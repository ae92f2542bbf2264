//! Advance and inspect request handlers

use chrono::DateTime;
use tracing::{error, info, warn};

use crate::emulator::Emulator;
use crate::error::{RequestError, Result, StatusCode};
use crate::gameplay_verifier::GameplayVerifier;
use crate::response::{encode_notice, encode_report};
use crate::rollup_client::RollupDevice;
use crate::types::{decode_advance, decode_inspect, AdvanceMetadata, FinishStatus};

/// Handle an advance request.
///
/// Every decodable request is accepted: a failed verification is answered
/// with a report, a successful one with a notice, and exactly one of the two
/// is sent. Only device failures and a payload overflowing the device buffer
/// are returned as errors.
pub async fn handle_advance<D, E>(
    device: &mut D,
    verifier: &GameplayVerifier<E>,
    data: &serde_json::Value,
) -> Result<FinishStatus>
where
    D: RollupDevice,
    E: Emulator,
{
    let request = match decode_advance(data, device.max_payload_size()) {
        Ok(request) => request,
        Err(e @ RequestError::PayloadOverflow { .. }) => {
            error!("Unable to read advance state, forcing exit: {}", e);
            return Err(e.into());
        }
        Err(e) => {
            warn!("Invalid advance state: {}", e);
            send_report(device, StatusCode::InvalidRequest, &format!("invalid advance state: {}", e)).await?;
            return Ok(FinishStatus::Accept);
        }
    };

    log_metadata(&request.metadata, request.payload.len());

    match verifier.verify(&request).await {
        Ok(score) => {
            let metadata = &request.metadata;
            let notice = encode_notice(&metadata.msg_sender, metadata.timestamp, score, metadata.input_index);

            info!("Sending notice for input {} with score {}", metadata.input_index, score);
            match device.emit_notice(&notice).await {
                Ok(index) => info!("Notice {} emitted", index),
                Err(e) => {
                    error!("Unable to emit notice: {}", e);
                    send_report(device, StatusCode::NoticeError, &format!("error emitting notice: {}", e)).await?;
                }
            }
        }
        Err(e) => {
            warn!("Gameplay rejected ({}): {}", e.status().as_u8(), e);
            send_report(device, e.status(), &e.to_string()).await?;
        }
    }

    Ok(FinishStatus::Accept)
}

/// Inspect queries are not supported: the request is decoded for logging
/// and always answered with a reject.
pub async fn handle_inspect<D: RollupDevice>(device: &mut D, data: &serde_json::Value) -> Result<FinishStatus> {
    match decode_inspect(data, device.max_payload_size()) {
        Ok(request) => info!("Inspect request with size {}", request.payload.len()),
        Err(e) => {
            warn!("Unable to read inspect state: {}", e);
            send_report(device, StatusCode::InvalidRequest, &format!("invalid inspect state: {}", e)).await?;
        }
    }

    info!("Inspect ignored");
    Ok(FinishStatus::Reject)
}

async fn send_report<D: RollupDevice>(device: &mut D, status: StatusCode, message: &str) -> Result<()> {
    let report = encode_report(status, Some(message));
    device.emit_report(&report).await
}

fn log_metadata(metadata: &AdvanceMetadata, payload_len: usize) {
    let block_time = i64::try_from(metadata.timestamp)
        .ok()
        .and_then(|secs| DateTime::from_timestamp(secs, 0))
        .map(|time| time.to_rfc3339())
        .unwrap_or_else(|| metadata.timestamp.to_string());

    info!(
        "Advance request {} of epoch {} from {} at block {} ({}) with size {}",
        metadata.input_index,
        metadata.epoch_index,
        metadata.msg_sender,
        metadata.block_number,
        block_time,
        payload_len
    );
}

+===+

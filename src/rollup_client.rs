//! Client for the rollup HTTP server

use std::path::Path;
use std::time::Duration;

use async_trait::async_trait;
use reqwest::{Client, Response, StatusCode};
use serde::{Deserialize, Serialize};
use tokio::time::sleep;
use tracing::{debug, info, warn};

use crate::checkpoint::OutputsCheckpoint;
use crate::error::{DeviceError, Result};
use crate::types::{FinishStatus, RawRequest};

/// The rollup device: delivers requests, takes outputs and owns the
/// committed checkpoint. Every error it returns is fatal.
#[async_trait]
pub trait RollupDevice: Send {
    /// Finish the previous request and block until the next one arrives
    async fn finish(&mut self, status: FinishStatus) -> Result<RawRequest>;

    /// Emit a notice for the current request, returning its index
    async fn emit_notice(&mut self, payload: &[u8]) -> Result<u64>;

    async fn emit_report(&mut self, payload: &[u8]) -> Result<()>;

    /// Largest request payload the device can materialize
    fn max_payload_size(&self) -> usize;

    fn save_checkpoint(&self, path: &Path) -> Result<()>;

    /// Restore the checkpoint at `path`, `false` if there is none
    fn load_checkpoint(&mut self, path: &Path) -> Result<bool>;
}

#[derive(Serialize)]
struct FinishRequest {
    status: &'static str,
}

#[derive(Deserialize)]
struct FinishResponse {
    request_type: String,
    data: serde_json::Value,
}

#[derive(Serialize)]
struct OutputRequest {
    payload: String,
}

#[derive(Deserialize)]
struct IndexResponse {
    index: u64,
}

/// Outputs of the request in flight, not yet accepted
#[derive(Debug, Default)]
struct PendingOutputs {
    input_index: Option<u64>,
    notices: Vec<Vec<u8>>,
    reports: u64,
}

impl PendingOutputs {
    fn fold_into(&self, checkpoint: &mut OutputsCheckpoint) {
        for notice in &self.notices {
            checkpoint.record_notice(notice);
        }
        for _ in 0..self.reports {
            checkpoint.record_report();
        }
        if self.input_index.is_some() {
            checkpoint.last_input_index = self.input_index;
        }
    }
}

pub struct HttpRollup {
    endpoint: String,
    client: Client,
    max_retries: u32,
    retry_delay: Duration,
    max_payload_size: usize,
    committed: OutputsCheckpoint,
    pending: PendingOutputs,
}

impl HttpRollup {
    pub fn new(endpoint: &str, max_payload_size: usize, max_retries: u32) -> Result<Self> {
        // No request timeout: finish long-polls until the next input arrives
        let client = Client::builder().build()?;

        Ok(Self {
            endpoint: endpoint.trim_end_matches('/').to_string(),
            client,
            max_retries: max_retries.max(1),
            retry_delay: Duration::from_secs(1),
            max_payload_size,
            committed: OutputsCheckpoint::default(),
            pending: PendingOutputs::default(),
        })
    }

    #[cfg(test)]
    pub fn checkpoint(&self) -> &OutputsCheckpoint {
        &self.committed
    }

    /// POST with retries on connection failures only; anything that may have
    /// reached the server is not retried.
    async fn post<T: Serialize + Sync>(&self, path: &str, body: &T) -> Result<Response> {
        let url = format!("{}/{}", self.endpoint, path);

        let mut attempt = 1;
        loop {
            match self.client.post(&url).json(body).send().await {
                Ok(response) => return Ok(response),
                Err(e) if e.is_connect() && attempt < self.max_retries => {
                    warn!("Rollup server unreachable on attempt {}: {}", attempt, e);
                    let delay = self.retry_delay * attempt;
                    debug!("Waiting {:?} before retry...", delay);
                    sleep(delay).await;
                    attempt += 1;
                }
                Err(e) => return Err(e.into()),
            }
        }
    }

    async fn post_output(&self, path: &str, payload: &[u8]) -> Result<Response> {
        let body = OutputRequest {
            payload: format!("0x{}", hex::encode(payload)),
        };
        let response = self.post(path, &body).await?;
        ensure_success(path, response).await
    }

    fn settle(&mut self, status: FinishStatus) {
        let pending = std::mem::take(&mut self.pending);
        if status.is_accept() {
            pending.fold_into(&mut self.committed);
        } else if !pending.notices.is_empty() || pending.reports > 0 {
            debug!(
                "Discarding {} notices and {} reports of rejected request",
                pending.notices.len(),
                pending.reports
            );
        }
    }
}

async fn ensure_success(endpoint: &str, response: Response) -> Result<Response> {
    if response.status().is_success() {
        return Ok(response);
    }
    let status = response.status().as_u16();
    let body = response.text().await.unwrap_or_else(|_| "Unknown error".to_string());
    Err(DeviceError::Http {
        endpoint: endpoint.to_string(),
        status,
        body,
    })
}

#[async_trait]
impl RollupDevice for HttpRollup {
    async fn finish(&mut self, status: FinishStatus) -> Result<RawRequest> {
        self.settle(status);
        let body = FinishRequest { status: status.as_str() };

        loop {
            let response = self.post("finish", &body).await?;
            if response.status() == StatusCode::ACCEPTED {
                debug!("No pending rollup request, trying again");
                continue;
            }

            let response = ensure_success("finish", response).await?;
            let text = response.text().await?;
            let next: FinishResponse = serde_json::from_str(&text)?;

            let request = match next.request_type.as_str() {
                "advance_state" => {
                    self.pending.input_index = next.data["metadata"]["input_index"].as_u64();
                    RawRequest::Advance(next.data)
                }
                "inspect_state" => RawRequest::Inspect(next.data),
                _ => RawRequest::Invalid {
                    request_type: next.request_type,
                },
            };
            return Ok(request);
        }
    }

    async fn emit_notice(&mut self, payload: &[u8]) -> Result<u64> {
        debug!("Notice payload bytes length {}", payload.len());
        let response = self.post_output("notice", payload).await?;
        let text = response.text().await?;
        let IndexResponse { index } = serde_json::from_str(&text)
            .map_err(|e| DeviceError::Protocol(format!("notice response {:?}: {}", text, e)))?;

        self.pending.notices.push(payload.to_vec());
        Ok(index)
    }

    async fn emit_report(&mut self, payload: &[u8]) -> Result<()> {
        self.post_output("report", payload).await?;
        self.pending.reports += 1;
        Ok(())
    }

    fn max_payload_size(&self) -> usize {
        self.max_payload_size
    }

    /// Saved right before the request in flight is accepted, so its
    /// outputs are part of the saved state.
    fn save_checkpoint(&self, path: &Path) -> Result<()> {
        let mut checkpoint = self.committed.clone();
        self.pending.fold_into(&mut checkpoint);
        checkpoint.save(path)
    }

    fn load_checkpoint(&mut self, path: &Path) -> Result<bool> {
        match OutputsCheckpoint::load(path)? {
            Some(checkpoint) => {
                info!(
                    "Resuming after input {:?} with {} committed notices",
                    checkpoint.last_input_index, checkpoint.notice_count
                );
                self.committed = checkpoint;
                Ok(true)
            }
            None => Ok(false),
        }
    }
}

+===+

Take the line above containing "repository ae92f2542bbf2264", the line containing "use crate::gameplay_verifier::GameplayVerifier;", and all lines in between, and copy them exactly without anything else.

- [Your response]
repository ae92f2542bbf2264
//! Advance and inspect request handlers

use chrono::DateTime;
use tracing::{error, info, warn};

use crate::emulator::Emulator;
use crate::error::{RequestError, Result, StatusCode};
use crate::gameplay_verifier::GameplayVerifier;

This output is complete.